Notre laïcité est mal comprise et mal vue des journaux américains qui lui attribuent souvent "l'islamophobie" du gouvernement. Les vieux pays protestants, en particulier, comme les Etats-Unis, ont connu un processus de sécularisation, mais ils comprennent mal notre fameuse laïcité. C’est que nous n’avons pas la même histoire. Leurs Etats n’ont pas eu à se confronter à une institution hiérarchisée, centralisée et soumise à une autorité située à l’étranger, comme le catholicisme.

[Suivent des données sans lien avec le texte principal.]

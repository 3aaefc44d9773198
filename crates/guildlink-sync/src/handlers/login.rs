//! Discord login redirect and callback.

use axum::{
    extract::{Query, State},
    response::{IntoResponse, Redirect, Response},
    Json,
};
use serde::{Deserialize, Serialize};
use tracing::{info, warn};
use uuid::Uuid;

use crate::error::SyncError;
use crate::router::SyncState;

#[derive(Debug, Deserialize)]
pub struct LoginQuery {
    pub redirect_after: Option<String>,
}

#[derive(Debug, Deserialize)]
pub struct CallbackQuery {
    pub code: Option<String>,
    pub state: Option<String>,
    pub error: Option<String>,
    pub error_description: Option<String>,
}

#[derive(Debug, Serialize, Deserialize)]
pub struct LoginResponse {
    pub account_id: Uuid,
    pub created: bool,
    #[serde(skip_serializing_if = "Option::is_none")]
    pub redirect_after: Option<String>,
}

/// Only relative paths starting with `/` (rejects `//`, `://`, `\`).
fn sanitize_redirect_after(redirect: &str) -> Option<&str> {
    let trimmed = redirect.trim();
    if !trimmed.starts_with('/')
        || trimmed.starts_with("//")
        || trimmed.starts_with("/\\")
        || trimmed.contains("://")
    {
        return None;
    }
    Some(trimmed)
}

/// Start the login flow by redirecting to Discord.
pub async fn login(
    State(state): State<SyncState>,
    Query(query): Query<LoginQuery>,
) -> Result<Response, SyncError> {
    let redirect_after = query
        .redirect_after
        .as_deref()
        .and_then(sanitize_redirect_after)
        .map(ToString::to_string);

    let state_token = state.login_state.issue(redirect_after)?;
    let url = state
        .dispatcher
        .engine()
        .identity_resolver()
        .authorization_url(&state.redirect_uri, &state_token);

    Ok(Redirect::to(&url).into_response())
}

/// Handle the Discord callback: link the account and apply permissions.
pub async fn callback(
    State(state): State<SyncState>,
    Query(query): Query<CallbackQuery>,
) -> Result<Json<LoginResponse>, SyncError> {
    if let Some(error) = &query.error {
        warn!(
            error = %error,
            description = ?query.error_description,
            "Discord returned an error"
        );
        return Err(SyncError::InvalidCallback {
            reason: format!("provider error: {error}"),
        });
    }

    let state_token = query.state.as_deref().ok_or(SyncError::InvalidState {
        reason: "missing state".to_string(),
    })?;
    let claims = state.login_state.verify(state_token)?;

    let code = query.code.as_deref().ok_or(SyncError::InvalidCallback {
        reason: "Missing authorization code".to_string(),
    })?;

    let outcome = tokio::time::timeout(
        state.request_timeout,
        state.dispatcher.login(code, &state.redirect_uri),
    )
    .await
    .map_err(|_| SyncError::Timeout {
        seconds: state.request_timeout.as_secs(),
    })??;

    info!(
        account_id = %outcome.account_id,
        created = outcome.created,
        "Discord login completed"
    );

    Ok(Json(LoginResponse {
        account_id: outcome.account_id,
        created: outcome.created,
        redirect_after: claims.redirect_after,
    }))
}
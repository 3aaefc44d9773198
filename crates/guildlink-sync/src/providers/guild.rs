//! Guild connection and membership lookups through the Discord bot API.
//!
//! [`GuildConnection`] is an explicitly owned object with a lifecycle
//! (`connect`, `reconnect`, `shutdown`). It is shared by the membership
//! provider and the dispatcher instead of living in global state.

use std::collections::{BTreeSet, HashMap};
use std::sync::Arc;

use parking_lot::RwLock;
use reqwest::{Client, Method, RequestBuilder, Response, StatusCode};
use serde::de::DeserializeOwned;
use serde::{Deserialize, Serialize};
use tracing::{error, info, warn};

use super::{async_trait, MembershipProvider};
use crate::config::DiscordConfig;
use crate::error::{SyncError, SyncResult};
use crate::models::MembershipSnapshot;

/// Bot credentials and target guild.
#[derive(Clone)]
pub struct GuildSettings {
    pub bot_token: String,
    /// Empty disables membership gating.
    pub guild_id: String,
    pub api_base: String,
}

impl GuildSettings {
    #[must_use]
    pub fn from_config(config: &DiscordConfig) -> Self {
        Self {
            bot_token: config.bot_token.clone(),
            guild_id: config.guild_id.clone(),
            api_base: config.api_base.trim_end_matches('/').to_string(),
        }
    }
}

/// Lifecycle state of the connection.
#[derive(Debug, Clone, PartialEq, Eq, Serialize)]
#[serde(tag = "state", rename_all = "snake_case")]
pub enum ConnectionStatus {
    Disconnected,
    Connected { bot_user: String, guilds: Vec<String> },
    Shutdown,
}

#[derive(Debug, Deserialize)]
struct BotUser {
    id: String,
    username: String,
}

#[derive(Debug, Deserialize)]
struct PartialGuild {
    id: String,
    name: String,
}

#[derive(Debug, Deserialize)]
struct GuildMember {
    #[serde(default)]
    roles: Vec<String>,
}

/// JSON error code Discord sends with a 404 for a user outside the guild.
/// Other 404 codes (unknown guild, missing access) are lookup failures.
const UNKNOWN_MEMBER: u64 = 10007;

#[derive(Debug, Deserialize)]
struct DiscordErrorBody {
    code: u64,
}

#[derive(Debug, Deserialize)]
struct GuildRole {
    id: String,
    name: String,
}

/// Owned connection to the Discord bot API.
pub struct GuildConnection {
    settings: RwLock<GuildSettings>,
    status: RwLock<ConnectionStatus>,
    http_client: Client,
}

impl GuildConnection {
    /// Create a disconnected connection. Call [`GuildConnection::connect`]
    /// before issuing lookups.
    #[must_use]
    pub fn new(settings: GuildSettings) -> Self {
        Self {
            settings: RwLock::new(settings),
            status: RwLock::new(ConnectionStatus::Disconnected),
            http_client: Client::new(),
        }
    }

    /// Current lifecycle state.
    #[must_use]
    pub fn status(&self) -> ConnectionStatus {
        self.status.read().clone()
    }

    #[must_use]
    pub fn is_connected(&self) -> bool {
        matches!(*self.status.read(), ConnectionStatus::Connected { .. })
    }

    /// Configured guild id; empty when gating is disabled.
    #[must_use]
    pub fn guild_id(&self) -> String {
        self.settings.read().guild_id.clone()
    }

    /// Validate the bot token and record the guilds the bot can see.
    pub async fn connect(&self) -> SyncResult<()> {
        if *self.status.read() == ConnectionStatus::Shutdown {
            return Err(lookup_error("connection has been shut down".to_string()));
        }

        let bot: BotUser = self.get_json(self.build(Method::GET, "/users/@me")).await?;
        let guilds: Vec<PartialGuild> = self
            .get_json(self.build(Method::GET, "/users/@me/guilds"))
            .await?;

        for guild in &guilds {
            info!(guild_id = %guild.id, guild_name = %guild.name, "Bot is in guild");
        }

        let guild_id = self.guild_id();
        if !guild_id.is_empty() && !guilds.iter().any(|g| g.id == guild_id) {
            warn!(guild_id = %guild_id, "Bot is not a member of the configured guild");
        }

        info!(bot_id = %bot.id, bot_user = %bot.username, "Connected to Discord");
        *self.status.write() = ConnectionStatus::Connected {
            bot_user: bot.username,
            guilds: guilds.into_iter().map(|g| g.id).collect(),
        };
        Ok(())
    }

    /// Tear down and connect again, optionally with new settings.
    pub async fn reconnect(&self, settings: Option<GuildSettings>) -> SyncResult<()> {
        info!("Reconnecting to Discord");
        if let Some(settings) = settings {
            *self.settings.write() = settings;
        }
        *self.status.write() = ConnectionStatus::Disconnected;
        self.connect().await
    }

    /// Close the connection. Later lookups fail.
    pub fn shutdown(&self) {
        info!("Shutting down Discord connection");
        *self.status.write() = ConnectionStatus::Shutdown;
    }

    fn build(&self, method: Method, path: &str) -> RequestBuilder {
        let settings = self.settings.read();
        self.http_client
            .request(method, format!("{}{}", settings.api_base, path))
            .header("Authorization", format!("Bot {}", settings.bot_token))
    }

    /// Build an authorized request, failing unless connected.
    fn request(&self, method: Method, path: &str) -> SyncResult<RequestBuilder> {
        if !self.is_connected() {
            return Err(lookup_error(format!(
                "Discord connection is not established ({:?})",
                self.status()
            )));
        }
        Ok(self.build(method, path))
    }

    async fn guild_roles(&self, guild_id: &str) -> SyncResult<HashMap<String, String>> {
        let request = self.request(Method::GET, &format!("/guilds/{guild_id}/roles"))?;
        let roles: Vec<GuildRole> = self.get_json(request).await?;
        Ok(roles.into_iter().map(|r| (r.id, r.name)).collect())
    }

    async fn guild_member(&self, guild_id: &str, user_id: &str) -> SyncResult<Option<GuildMember>> {
        let request = self.request(Method::GET, &format!("/guilds/{guild_id}/members/{user_id}"))?;
        let response = self.send(request).await?;

        match response.status() {
            StatusCode::NOT_FOUND => {
                let code = response.json::<DiscordErrorBody>().await.ok().map(|b| b.code);
                if code == Some(UNKNOWN_MEMBER) {
                    return Ok(None);
                }
                Err(lookup_error(format!(
                    "Discord returned HTTP 404 for the member lookup (code {code:?})"
                )))
            }
            status if status.is_success() => response
                .json()
                .await
                .map(Some)
                .map_err(|e| lookup_error(format!("malformed member: {e}"))),
            status => Err(lookup_error(format!("Discord returned HTTP {status}"))),
        }
    }

    async fn add_member_role(&self, guild_id: &str, user_id: &str, role_id: &str) -> SyncResult<()> {
        let request = self.request(
            Method::PUT,
            &format!("/guilds/{guild_id}/members/{user_id}/roles/{role_id}"),
        )?;
        let response = self.send(request).await?;

        let status = response.status();
        if !status.is_success() {
            return Err(lookup_error(format!("Discord returned HTTP {status}")));
        }
        Ok(())
    }

    /// Send a request. An unreachable API or a rejected bot token drops the
    /// connection to `Disconnected` so the supervisor reconnects it.
    async fn send(&self, request: RequestBuilder) -> SyncResult<Response> {
        let response = match request.send().await {
            Ok(response) => response,
            Err(e) => {
                self.mark_disconnected("transport error");
                return Err(lookup_error(format!("request failed: {e}")));
            }
        };
        if response.status() == StatusCode::UNAUTHORIZED {
            self.mark_disconnected("bot token rejected");
            return Err(lookup_error("Discord rejected the bot token".to_string()));
        }
        Ok(response)
    }

    async fn get_json<T: DeserializeOwned>(&self, request: RequestBuilder) -> SyncResult<T> {
        let response = self.send(request).await?;

        let status = response.status();
        if !status.is_success() {
            return Err(lookup_error(format!("Discord returned HTTP {status}")));
        }
        response
            .json()
            .await
            .map_err(|e| lookup_error(format!("malformed response: {e}")))
    }

    fn mark_disconnected(&self, reason: &str) {
        let mut status = self.status.write();
        if matches!(*status, ConnectionStatus::Connected { .. }) {
            warn!(reason = %reason, "Discord connection lost");
            *status = ConnectionStatus::Disconnected;
        }
    }
}

fn lookup_error(reason: String) -> SyncError {
    SyncError::MembershipLookup { reason }
}

/// Membership provider backed by a [`GuildConnection`].
#[derive(Clone)]
pub struct GuildMembershipProvider {
    connection: Arc<GuildConnection>,
}

impl GuildMembershipProvider {
    #[must_use]
    pub fn new(connection: Arc<GuildConnection>) -> Self {
        Self { connection }
    }
}

#[async_trait]
impl MembershipProvider for GuildMembershipProvider {
    fn gating_enabled(&self) -> bool {
        !self.connection.guild_id().is_empty()
    }

    async fn snapshot(&self, external_id: &str) -> SyncResult<MembershipSnapshot> {
        let guild_id = self.connection.guild_id();
        if guild_id.is_empty() {
            return Ok(MembershipSnapshot::member(Vec::<String>::new()));
        }

        let Some(member) = self.connection.guild_member(&guild_id, external_id).await? else {
            return Ok(MembershipSnapshot::not_member());
        };
        let roles = self.connection.guild_roles(&guild_id).await?;

        // @everyone shares the guild id
        let role_names: BTreeSet<String> = member
            .roles
            .iter()
            .filter(|id| **id != guild_id)
            .filter_map(|id| roles.get(id).cloned())
            .collect();

        Ok(MembershipSnapshot {
            is_member: true,
            role_names,
        })
    }

    async fn grant_default_roles(
        &self,
        external_id: &str,
        role_ids: &[String],
    ) -> SyncResult<BTreeSet<String>> {
        let guild_id = self.connection.guild_id();
        if guild_id.is_empty() || role_ids.is_empty() {
            return Ok(BTreeSet::new());
        }

        let roles = self.connection.guild_roles(&guild_id).await?;
        let mut granted = BTreeSet::new();

        for role_id in role_ids {
            let Some(name) = roles.get(role_id) else {
                warn!(role_id = %role_id, guild_id = %guild_id, "Default role not found in guild");
                continue;
            };
            match self
                .connection
                .add_member_role(&guild_id, external_id, role_id)
                .await
            {
                Ok(()) => {
                    granted.insert(name.clone());
                }
                Err(e) => {
                    error!(
                        external_id = %external_id,
                        role_id = %role_id,
                        error = %e,
                        "Failed to grant default role"
                    );
                }
            }
        }

        Ok(granted)
    }
}
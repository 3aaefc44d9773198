//! Identity link storage.
//!
//! Links are one-to-one in both directions: an external id maps to at most
//! one account and an account is claimed by at most one external id. Both
//! stores refuse an upsert that would break that.

use std::collections::HashMap;
use std::sync::Arc;

use async_trait::async_trait;
use chrono::{DateTime, Utc};
use sqlx::{PgPool, Row};
use tokio::sync::RwLock;
use uuid::Uuid;

use crate::error::{SyncError, SyncResult};
use crate::models::{ExternalIdentity, IdentityLink};

/// Unique constraint on the account side of the link.
const ACCOUNT_UNIQUE_CONSTRAINT: &str = "identity_links_local_account_id_key";

/// Persistent external id to account mapping.
#[async_trait]
pub trait IdentityLinkStore: Send + Sync {
    async fn find_by_external_id(&self, external_id: &str) -> SyncResult<Option<IdentityLink>>;

    async fn find_by_account_id(&self, account_id: Uuid) -> SyncResult<Option<IdentityLink>>;

    /// Insert or replace the link for `link.external_id`.
    ///
    /// Fails with [`SyncError::AccountAlreadyLinked`] when the account is
    /// linked to a different external id.
    async fn upsert(&self, link: IdentityLink) -> SyncResult<()>;
}

#[derive(Debug, Default)]
struct LinkIndex {
    by_external: HashMap<String, IdentityLink>,
    by_account: HashMap<Uuid, String>,
}

/// In-memory link store for testing
#[derive(Debug, Default, Clone)]
pub struct InMemoryLinkStore {
    index: Arc<RwLock<LinkIndex>>,
}

impl InMemoryLinkStore {
    #[must_use]
    pub fn new() -> Self {
        Self::default()
    }

    pub async fn len(&self) -> usize {
        self.index.read().await.by_external.len()
    }

    pub async fn is_empty(&self) -> bool {
        self.len().await == 0
    }
}

#[async_trait]
impl IdentityLinkStore for InMemoryLinkStore {
    async fn find_by_external_id(&self, external_id: &str) -> SyncResult<Option<IdentityLink>> {
        Ok(self.index.read().await.by_external.get(external_id).cloned())
    }

    async fn find_by_account_id(&self, account_id: Uuid) -> SyncResult<Option<IdentityLink>> {
        let index = self.index.read().await;
        Ok(index
            .by_account
            .get(&account_id)
            .and_then(|external_id| index.by_external.get(external_id))
            .cloned())
    }

    async fn upsert(&self, link: IdentityLink) -> SyncResult<()> {
        let mut index = self.index.write().await;

        if let Some(owner) = index.by_account.get(&link.local_account_id) {
            if *owner != link.external_id {
                return Err(SyncError::AccountAlreadyLinked {
                    account_id: link.local_account_id,
                });
            }
        }

        if let Some(previous) = index.by_external.get(&link.external_id) {
            let previous_account = previous.local_account_id;
            index.by_account.remove(&previous_account);
        }
        index
            .by_account
            .insert(link.local_account_id, link.external_id.clone());
        index.by_external.insert(link.external_id.clone(), link);
        Ok(())
    }
}

/// PostgreSQL-backed link store
#[derive(Clone)]
pub struct PostgresLinkStore {
    pool: PgPool,
}

impl PostgresLinkStore {
    #[must_use]
    pub fn new(pool: PgPool) -> Self {
        Self { pool }
    }

    fn row_to_link(row: &sqlx::postgres::PgRow) -> IdentityLink {
        let external_id: String = row.get("external_id");
        let updated_at: DateTime<Utc> = row.get("updated_at");
        IdentityLink {
            local_account_id: row.get("local_account_id"),
            external_id: external_id.clone(),
            last_known: ExternalIdentity {
                external_id,
                display_name: row.get("display_name"),
                avatar_ref: row.get("avatar_ref"),
                email: row.get("email"),
            },
            updated_at,
        }
    }
}

fn store_error(e: &sqlx::Error) -> SyncError {
    SyncError::LinkStore {
        reason: e.to_string(),
    }
}

#[async_trait]
impl IdentityLinkStore for PostgresLinkStore {
    async fn find_by_external_id(&self, external_id: &str) -> SyncResult<Option<IdentityLink>> {
        let row = sqlx::query(
            r"
            SELECT external_id, local_account_id, display_name, avatar_ref, email, updated_at
            FROM identity_links
            WHERE external_id = $1
            ",
        )
        .bind(external_id)
        .fetch_optional(&self.pool)
        .await
        .map_err(|e| store_error(&e))?;

        Ok(row.as_ref().map(Self::row_to_link))
    }

    async fn find_by_account_id(&self, account_id: Uuid) -> SyncResult<Option<IdentityLink>> {
        let row = sqlx::query(
            r"
            SELECT external_id, local_account_id, display_name, avatar_ref, email, updated_at
            FROM identity_links
            WHERE local_account_id = $1
            ",
        )
        .bind(account_id)
        .fetch_optional(&self.pool)
        .await
        .map_err(|e| store_error(&e))?;

        Ok(row.as_ref().map(Self::row_to_link))
    }

    async fn upsert(&self, link: IdentityLink) -> SyncResult<()> {
        let result = sqlx::query(
            r"
            INSERT INTO identity_links
                (external_id, local_account_id, display_name, avatar_ref, email, updated_at)
            VALUES
                ($1, $2, $3, $4, $5, $6)
            ON CONFLICT (external_id) DO UPDATE SET
                local_account_id = EXCLUDED.local_account_id,
                display_name = EXCLUDED.display_name,
                avatar_ref = EXCLUDED.avatar_ref,
                email = EXCLUDED.email,
                updated_at = EXCLUDED.updated_at
            ",
        )
        .bind(&link.external_id)
        .bind(link.local_account_id)
        .bind(&link.last_known.display_name)
        .bind(&link.last_known.avatar_ref)
        .bind(&link.last_known.email)
        .bind(link.updated_at)
        .execute(&self.pool)
        .await;

        match result {
            Ok(_) => {
                tracing::debug!(
                    external_id = %link.external_id,
                    account_id = %link.local_account_id,
                    "Stored identity link"
                );
                Ok(())
            }
            Err(sqlx::Error::Database(db))
                if db.code().as_deref() == Some("23505")
                    && db.constraint() == Some(ACCOUNT_UNIQUE_CONSTRAINT) =>
            {
                Err(SyncError::AccountAlreadyLinked {
                    account_id: link.local_account_id,
                })
            }
            Err(e) => Err(store_error(&e)),
        }
    }
}

/// Run all pending link store migrations.
///
/// # Errors
///
/// Returns `SyncError::LinkStore` if any migration fails to apply.
pub async fn run_migrations(pool: &PgPool) -> SyncResult<()> {
    tracing::info!("Running database migrations...");

    sqlx::migrate!("./migrations")
        .run(pool)
        .await
        .map_err(|e| SyncError::LinkStore {
            reason: format!("migration failed: {e}"),
        })?;

    tracing::info!("Migrations completed successfully");
    Ok(())
}
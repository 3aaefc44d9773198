//! HTTP handlers.

pub mod events;
pub mod health;
pub mod login;

pub use events::relay_event;
pub use health::{health, HealthResponse};
pub use login::{callback, login, CallbackQuery, LoginQuery, LoginResponse};
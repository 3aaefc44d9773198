//! Discord `OAuth2` Integration Tests
//!
//! Tests for the Discord login flow including:
//! - Token exchange
//! - Profile retrieval and identity mapping
//! - Error scenarios

use serde_json::json;
use wiremock::matchers::{body_string_contains, method, path};
use wiremock::{Mock, MockServer, ResponseTemplate};

use guildlink_sync::providers::{DiscordOAuthProvider, IdentityResolver};
use guildlink_sync::SyncError;

use super::mock_server::{
    setup_token_endpoint_error, setup_token_endpoint_success, setup_user_profile, TEST_AUTH_CODE,
    TEST_REDIRECT_URI,
};

fn provider(server: &MockServer) -> DiscordOAuthProvider {
    DiscordOAuthProvider::new("1234".to_string(), "secret".to_string(), server.uri())
}

#[tokio::test]
async fn test_discord_resolve_identity() {
    let server = MockServer::start().await;
    setup_token_endpoint_success(&server).await;
    setup_user_profile(
        &server,
        json!({
            "id": "80351110224678912",
            "username": "nelly",
            "global_name": "Nelly",
            "avatar": "8342729096ea3675442027381ff50dfe",
            "email": "nelly@discord.com",
            "verified": true
        }),
    )
    .await;

    let identity = provider(&server)
        .resolve_identity(TEST_AUTH_CODE, TEST_REDIRECT_URI)
        .await
        .unwrap();

    assert_eq!(identity.external_id, "80351110224678912");
    assert_eq!(identity.display_name, "Nelly");
    assert_eq!(identity.email.as_deref(), Some("nelly@discord.com"));
    assert!(identity.avatar_ref.unwrap().ends_with(".png"));
}

#[tokio::test]
async fn test_discord_token_request_is_form_encoded() {
    let server = MockServer::start().await;
    Mock::given(method("POST"))
        .and(path("/oauth2/token"))
        .and(body_string_contains("grant_type=authorization_code"))
        .and(body_string_contains(format!("code={TEST_AUTH_CODE}").as_str()))
        .respond_with(ResponseTemplate::new(200).set_body_json(json!({
            "access_token": "test-access-token",
            "token_type": "Bearer"
        })))
        .expect(1)
        .mount(&server)
        .await;
    setup_user_profile(&server, json!({"id": "1", "username": "bob"})).await;

    let identity = provider(&server)
        .resolve_identity(TEST_AUTH_CODE, TEST_REDIRECT_URI)
        .await
        .unwrap();

    assert_eq!(identity.display_name, "bob");
    assert!(identity.email.is_none());
}

#[tokio::test]
async fn test_discord_invalid_code() {
    let server = MockServer::start().await;
    setup_token_endpoint_error(&server, 400).await;

    let err = provider(&server)
        .resolve_identity("expired", TEST_REDIRECT_URI)
        .await
        .unwrap_err();

    assert!(matches!(err, SyncError::AuthExchange { .. }));
    assert!(err.is_retryable());
}

#[tokio::test]
async fn test_discord_malformed_profile() {
    let server = MockServer::start().await;
    setup_token_endpoint_success(&server).await;
    setup_user_profile(&server, json!({"username": "no-id"})).await;

    let err = provider(&server)
        .resolve_identity(TEST_AUTH_CODE, TEST_REDIRECT_URI)
        .await
        .unwrap_err();

    assert!(matches!(err, SyncError::AuthExchange { .. }));
}

#[tokio::test]
async fn test_discord_profile_unauthorized() {
    let server = MockServer::start().await;
    setup_token_endpoint_success(&server).await;
    Mock::given(method("GET"))
        .and(path("/users/@me"))
        .respond_with(ResponseTemplate::new(401))
        .mount(&server)
        .await;

    let err = provider(&server)
        .resolve_identity(TEST_AUTH_CODE, TEST_REDIRECT_URI)
        .await
        .unwrap_err();

    assert!(matches!(err, SyncError::AuthExchange { .. }));
}
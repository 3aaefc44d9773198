//! Jellyfin directory client tests.

use std::collections::BTreeSet;

use serde_json::json;
use uuid::Uuid;
use wiremock::matchers::{body_partial_json, header, method, path};
use wiremock::{Mock, MockServer, ResponseTemplate};

use guildlink_sync::directory::{AccountDirectory, JellyfinDirectory};
use guildlink_sync::models::TargetPermissionState;
use guildlink_sync::SyncError;

use super::mock_server::{jellyfin_user, TEST_API_KEY};

const USER_ID: &str = "4e1b1d1a-e9e8-4b3a-9a4c-2e3b8b0b1c2d";

fn directory(server: &MockServer) -> JellyfinDirectory {
    JellyfinDirectory::new(server.uri(), TEST_API_KEY)
}

fn user_id() -> Uuid {
    Uuid::parse_str(USER_ID).unwrap()
}

#[tokio::test]
async fn test_jellyfin_find_by_name_ignores_case() {
    let server = MockServer::start().await;
    Mock::given(method("GET"))
        .and(path("/Users"))
        .and(header("X-Emby-Token", TEST_API_KEY))
        .respond_with(ResponseTemplate::new(200).set_body_json(json!([
            jellyfin_user("00000000-0000-0000-0000-000000000001", "bob"),
            jellyfin_user(USER_ID, "Alice"),
        ])))
        .mount(&server)
        .await;

    let account = directory(&server).find_by_name("alice").await.unwrap().unwrap();
    assert_eq!(account.id, user_id());
    assert_eq!(account.name, "Alice");
}

#[tokio::test]
async fn test_jellyfin_find_by_id_missing() {
    let server = MockServer::start().await;
    Mock::given(method("GET"))
        .and(path(format!("/Users/{USER_ID}")))
        .respond_with(ResponseTemplate::new(404))
        .mount(&server)
        .await;

    assert!(directory(&server).find_by_id(user_id()).await.unwrap().is_none());
}

#[tokio::test]
async fn test_jellyfin_create_user() {
    let server = MockServer::start().await;
    Mock::given(method("POST"))
        .and(path("/Users/New"))
        .and(header("X-Emby-Token", TEST_API_KEY))
        .and(body_partial_json(json!({"Name": "alice"})))
        .respond_with(ResponseTemplate::new(200).set_body_json(jellyfin_user(USER_ID, "alice")))
        .expect(1)
        .mount(&server)
        .await;

    let account = directory(&server).create("alice", "secret").await.unwrap();
    assert_eq!(account.id, user_id());
}

#[tokio::test]
async fn test_jellyfin_create_failure() {
    let server = MockServer::start().await;
    Mock::given(method("POST"))
        .and(path("/Users/New"))
        .respond_with(ResponseTemplate::new(500))
        .mount(&server)
        .await;

    let err = directory(&server).create("alice", "secret").await.unwrap_err();
    assert!(matches!(err, SyncError::AccountCreation { ref name, .. } if name == "alice"));
    assert!(!err.is_retryable());
}

#[tokio::test]
async fn test_jellyfin_rename_echoes_user_document() {
    let server = MockServer::start().await;
    Mock::given(method("GET"))
        .and(path(format!("/Users/{USER_ID}")))
        .respond_with(ResponseTemplate::new(200).set_body_json(jellyfin_user(USER_ID, "alice")))
        .mount(&server)
        .await;
    Mock::given(method("POST"))
        .and(path(format!("/Users/{USER_ID}")))
        .and(body_partial_json(json!({"Name": "Alice W", "ServerId": "server-1"})))
        .respond_with(ResponseTemplate::new(204))
        .expect(1)
        .mount(&server)
        .await;

    directory(&server).rename(user_id(), "Alice W").await.unwrap();
}

#[tokio::test]
async fn test_jellyfin_policy_write_keeps_unmanaged_fields() {
    let server = MockServer::start().await;
    Mock::given(method("GET"))
        .and(path(format!("/Users/{USER_ID}")))
        .respond_with(ResponseTemplate::new(200).set_body_json(jellyfin_user(USER_ID, "alice")))
        .mount(&server)
        .await;
    Mock::given(method("POST"))
        .and(path(format!("/Users/{USER_ID}/Policy")))
        .and(body_partial_json(json!({
            "EnableAllFolders": false,
            "EnabledFolders": ["lib-1"],
            "PasswordResetProviderId": "DefaultReset",
            "EnableRemoteAccess": true
        })))
        .respond_with(ResponseTemplate::new(204))
        .expect(1)
        .mount(&server)
        .await;

    let directory = directory(&server);
    let account = directory.find_by_id(user_id()).await.unwrap().unwrap();
    let mut policy = account.policy;
    policy.apply_target(&TargetPermissionState {
        visible_library_ids: BTreeSet::from(["lib-1".to_string()]),
        ..TargetPermissionState::default()
    });

    directory.update_policy(user_id(), &policy).await.unwrap();
}

#[tokio::test]
async fn test_jellyfin_policy_write_failure() {
    let server = MockServer::start().await;
    Mock::given(method("POST"))
        .and(path(format!("/Users/{USER_ID}/Policy")))
        .respond_with(ResponseTemplate::new(500))
        .mount(&server)
        .await;

    let err = directory(&server)
        .update_policy(user_id(), &Default::default())
        .await
        .unwrap_err();
    assert!(matches!(err, SyncError::AccountUpdate { account_id, .. } if account_id == user_id()));
}

#[tokio::test]
async fn test_jellyfin_libraries() {
    let server = MockServer::start().await;
    Mock::given(method("GET"))
        .and(path("/Library/VirtualFolders"))
        .respond_with(ResponseTemplate::new(200).set_body_json(json!([
            {"Name": "Kids", "ItemId": "lib-1", "CollectionType": "movies"},
            {"Name": "Movies", "ItemId": "lib-2"}
        ])))
        .mount(&server)
        .await;

    let libraries = directory(&server).libraries().await.unwrap();
    assert_eq!(libraries.len(), 2);
    assert_eq!(libraries[0].name, "Kids");
    assert_eq!(libraries[0].id, "lib-1");
}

La laïcité, une exception française

Les hommes qui ont fondé la Nouvelle-Angleterre, au XVIIe siècle, étaient souvent des protestants puritains, persécutés dans leur pays pour leur croyance. Ils ont voulu établir la liberté de conscience et garantir le pluralisme des confessions. Le Premier Amendement de la Constitution des Etats-Unis stipule que "le Congrès n’adoptera aucune loi ayant pour objet d’établir une religion ou d’en interdire le libre exercice". Ce que Thomas Jefferson a nommé "un mur de séparation" entre l’Etat et les Eglises. Bizarrement, dans ce pays dont la culture demeure empreinte d’une religiosité diffuse, la séparation des religions et de l’Etat est donc une donnée fondatrice.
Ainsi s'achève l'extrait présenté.